● Task directions: Reproduce the entries below, please. Keep every character the same.

** Opening Dataset content block **

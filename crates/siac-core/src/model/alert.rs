// ── Anomaly alert domain type ──

use std::collections::HashMap;

use chrono::{DateTime, Utc};
use serde::Serialize;
use strum::Display;

use super::kind::{Entity, EntityKind};
use crate::store::{DataStore, EntityCollection};

#[derive(Debug, Clone, Copy, PartialEq, Eq, PartialOrd, Ord, Hash, Serialize, Display)]
#[strum(serialize_all = "lowercase")]
#[serde(rename_all = "lowercase")]
pub enum AlertSeverity {
    Low,
    Medium,
    High,
    Critical,
}

impl AlertSeverity {
    /// Map the backend's free-form severity. `info` reads as low,
    /// `warning` as medium; anything unrecognized is medium.
    pub fn parse_lossy(raw: &str) -> Self {
        match raw.trim().to_ascii_lowercase().as_str() {
            "low" | "info" => Self::Low,
            "high" => Self::High,
            "critical" => Self::Critical,
            _ => Self::Medium,
        }
    }
}

/// An anomaly-detection alert raised against a device.
#[derive(Debug, Clone, PartialEq, Serialize)]
pub struct Alert {
    pub id: String,
    pub device_id: String,
    pub timestamp: DateTime<Utc>,
    pub severity: AlertSeverity,
    pub score: f64,
    pub reason: Option<String>,
    pub acknowledged: bool,
    pub resolved: bool,
    pub metadata: HashMap<String, serde_json::Value>,
}

impl Alert {
    pub fn is_active(&self) -> bool {
        !self.resolved
    }
}

impl Entity for Alert {
    const KIND: EntityKind = EntityKind::Alert;

    fn key(&self) -> String {
        self.id.clone()
    }

    fn collection(store: &DataStore) -> &EntityCollection<Self> {
        &store.alerts
    }
}
fn parse_and_broadcast(text: &str, event_tx: &broadcast::Sender<Arc<StreamEvent>>) {
    match parse_frame(text, Utc::now()) {
        Ok(event) => {
            trace!(event_type = event.payload.type_name(), "event received");
            // No subscribers right now is fine.
            let _ = event_tx.send(Arc::new(event));
        }
        Err(e) => warn!(error = %e, "dropping event stream frame"),
    }
}

// ── Tests ────────────────────────────────────────────────────────────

** Closing Dataset content block **

● Exercise answer:
filename crates/siac-core/src/model/alert.rs
// ── Anomaly alert domain type ──

use std::collections::HashMap;

use chrono::{DateTime, Utc};
use serde::Serialize;
use strum::Display;

use super::kind::{Entity, EntityKind};
use crate::store::{DataStore, EntityCollection};

#[derive(Debug, Clone, Copy, PartialEq, Eq, PartialOrd, Ord, Hash, Serialize, Display)]
#[strum(serialize_all = "lowercase")]
#[serde(rename_all = "lowercase")]
pub enum AlertSeverity {
    Low,
    Medium,
    High,
    Critical,
}

impl AlertSeverity {
    /// Map the backend's free-form severity. `info` reads as low,
    /// `warning` as medium; anything unrecognized is medium.
    pub fn parse_lossy(raw: &str) -> Self {
        match raw.trim().to_ascii_lowercase().as_str() {
            "low" | "info" => Self::Low,
            "high" => Self::High,
            "critical" => Self::Critical,
            _ => Self::Medium,
        }
    }
}

/// An anomaly-detection alert raised against a device.
#[derive(Debug, Clone, PartialEq, Serialize)]
pub struct Alert {
    pub id: String,
    pub device_id: String,
    pub timestamp: DateTime<Utc>,
    pub severity: AlertSeverity,
    pub score: f64,
    pub reason: Option<String>,
    pub acknowledged: bool,
    pub resolved: bool,
    pub metadata: HashMap<String, serde_json::Value>,
}

impl Alert {
    pub fn is_active(&self) -> bool {
        !self.resolved
    }
}

impl Entity for Alert {
    const KIND: EntityKind = EntityKind::Alert;

    fn key(&self) -> String {
        self.id.clone()
    }

    fn collection(store: &DataStore) -> &EntityCollection<Self> {
        &store.alerts
    }
}
fn parse_and_broadcast(text: &str, event_tx: &broadcast::Sender<Arc<StreamEvent>>) {
    match parse_frame(text, Utc::now()) {
        Ok(event) => {
            trace!(event_type = event.payload.type_name(), "event received");
            // No subscribers right now is fine.
            let _ = event_tx.send(Arc::new(event));
        }
        Err(e) => warn!(error = %e, "dropping event stream frame"),
    }
}

// ── Tests ────────────────────────────────────────────────────────────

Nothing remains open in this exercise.